## SUPPLIED ENTRIES
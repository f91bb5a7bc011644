use chrono::Duration;
use chrono::Utc;
use hmac::{Hmac, Mac};
use jwt::SignWithKey;
use jwt::VerifyWithKey;
use serde::Deserialize;
use serde::Serialize;
use sha2::Sha256;

use crate::error::ApiError;
use crate::schema::{Id, User};

#[derive(Debug, Serialize, Deserialize, Clone, PartialEq, Eq)]
pub struct JwtSessionData {
    pub user_id: Id,
    pub email: String,
    iat: i64,
    exp: i64,
}

impl JwtSessionData {
    pub fn new(id: Id, email: String, lifetime: Duration) -> Self {
        let now = Utc::now();
        let iat = now.timestamp();
        let exp = (now + lifetime).timestamp();

        Self {
            user_id: id,
            email,
            iat,
            exp,
        }
    }
}

#[derive(Debug, Serialize, Deserialize, Clone, PartialEq, Eq)]
pub struct SessionData {
    pub user_id: Id,
    pub email: String,
}

impl From<JwtSessionData> for SessionData {
    fn from(value: JwtSessionData) -> Self {
        SessionData {
            user_id: value.user_id,
            email: value.email,
        }
    }
}

#[derive(Clone)]
pub struct SessionKeys {
    key: Hmac<Sha256>,
    lifetime: Duration,
}

impl SessionKeys {
    pub fn new(secret: &[u8], lifetime: Duration) -> Result<Self, ApiError> {
        let key = Hmac::new_from_slice(secret)
            .map_err(|e| ApiError::Internal(format!("Invalid session secret: {e}")))?;

        Ok(Self { key, lifetime })
    }

    pub fn generate_jwt_session(&self, user: &User) -> Result<String, ApiError> {
        let claims = JwtSessionData::new(user.id, user.email.to_owned(), self.lifetime);

        claims
            .sign_with_key(&self.key)
            .map_err(|e| ApiError::Internal(format!("Failed to sign session: {e}")))
    }

    pub fn verify_jwt_session(&self, token: &str) -> Result<JwtSessionData, ApiError> {
        let session: JwtSessionData = token
            .verify_with_key(&self.key)
            .map_err(|_| ApiError::InvalidToken("signature or format rejected"))?;

        if session.exp < Utc::now().timestamp() {
            return Err(ApiError::InvalidToken("token expired"));
        }

        Ok(session)
    }
}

## TASK INSTRUCTIONS
Nothing should be left out: return all of the records exactly.

## RESULT
repository f91bb5a7bc011644
use chrono::Duration;
use chrono::Utc;
use hmac::{Hmac, Mac};
use jwt::SignWithKey;
use jwt::VerifyWithKey;
use serde::Deserialize;
use serde::Serialize;
use sha2::Sha256;

use crate::error::ApiError;
use crate::schema::{Id, User};

#[derive(Debug, Serialize, Deserialize, Clone, PartialEq, Eq)]
pub struct JwtSessionData {
    pub user_id: Id,
    pub email: String,
    iat: i64,
    exp: i64,
}

impl JwtSessionData {
    pub fn new(id: Id, email: String, lifetime: Duration) -> Self {
        let now = Utc::now();
        let iat = now.timestamp();
        let exp = (now + lifetime).timestamp();

        Self {
            user_id: id,
            email,
            iat,
            exp,
        }
    }
}

#[derive(Debug, Serialize, Deserialize, Clone, PartialEq, Eq)]
pub struct SessionData {
    pub user_id: Id,
    pub email: String,
}

impl From<JwtSessionData> for SessionData {
    fn from(value: JwtSessionData) -> Self {
        SessionData {
            user_id: value.user_id,
            email: value.email,
        }
    }
}

#[derive(Clone)]
pub struct SessionKeys {
    key: Hmac<Sha256>,
    lifetime: Duration,
}

impl SessionKeys {
    pub fn new(secret: &[u8], lifetime: Duration) -> Result<Self, ApiError> {
        let key = Hmac::new_from_slice(secret)
            .map_err(|e| ApiError::Internal(format!("Invalid session secret: {e}")))?;

        Ok(Self { key, lifetime })
    }

    pub fn generate_jwt_session(&self, user: &User) -> Result<String, ApiError> {
        let claims = JwtSessionData::new(user.id, user.email.to_owned(), self.lifetime);

        claims
            .sign_with_key(&self.key)
            .map_err(|e| ApiError::Internal(format!("Failed to sign session: {e}")))
    }

    pub fn verify_jwt_session(&self, token: &str) -> Result<JwtSessionData, ApiError> {
        let session: JwtSessionData = token
            .verify_with_key(&self.key)
            .map_err(|_| ApiError::InvalidToken("signature or format rejected"))?;

        if session.exp < Utc::now().timestamp() {
            return Err(ApiError::InvalidToken("token expired"));
        }

        Ok(session)
    }
}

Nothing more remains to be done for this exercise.